Work instruction -> Only lines with the word "InvalidWidth" belong in the answer; copy them from the records below.

=== Given entries ===

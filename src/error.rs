//! Crate error type.
//!
//! Vertex generation itself never fails: degenerate geometry degrades to
//! minimal output. Errors are limited to configuration validation and to
//! explicit, fallible buffer reservation.

use std::collections::TryReserveError;

use thiserror::Error;

#[non_exhaustive]
#[derive(Error, Clone, Debug, PartialEq)]
pub enum Error {
    #[error("failed to grow vertex buffer: {0}")]
    Allocation(#[from] TryReserveError),
    #[error("stroke width must be finite, got {0}")]
    InvalidWidth(f64),
    #[error("flattening segment length must be finite and positive, got {0}")]
    InvalidSegmentLength(f64),
    #[error("dash #{index} must have finite, non-negative lengths, got dash={dash} gap={gap}")]
    InvalidDash { index: usize, dash: f64, gap: f64 },
    #[error("dash start must be finite, got {0}")]
    InvalidDashStart(f64),
    #[error("miter limit must be finite and at least 1.0, got {0}")]
    InvalidMiterLimit(f64),
    #[error("approximation scale must be finite and positive, got {0}")]
    InvalidApproximationScale(f64),
    #[error("path storage holds {0} elements, too many to address a new path")]
    PathIdOverflow(usize),
}

pub type Result<T> = core::result::Result<T, Error>;

#[cfg(test)]
mod tests {
    use super::*;

    #[test]
    fn test_messages() {
        let e = Error::InvalidDash {
            index: 2,
            dash: -1.0,
            gap: 3.0,
        };
        assert_eq!(
            e.to_string(),
            "dash #2 must have finite, non-negative lengths, got dash=-1 gap=3"
        );
        assert_eq!(
            Error::InvalidWidth(f64::NAN).to_string(),
            "stroke width must be finite, got NaN"
        );
    }

    #[test]
    fn test_allocation_from_try_reserve() {
        let mut v: Vec<u64> = Vec::new();
        let err = v.try_reserve(usize::MAX).unwrap_err();
        let e: Error = err.into();
        assert!(matches!(e, Error::Allocation(_)));
    }
}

===

Solution ->
    InvalidWidth(f64),
            Error::InvalidWidth(f64::NAN).to_string(),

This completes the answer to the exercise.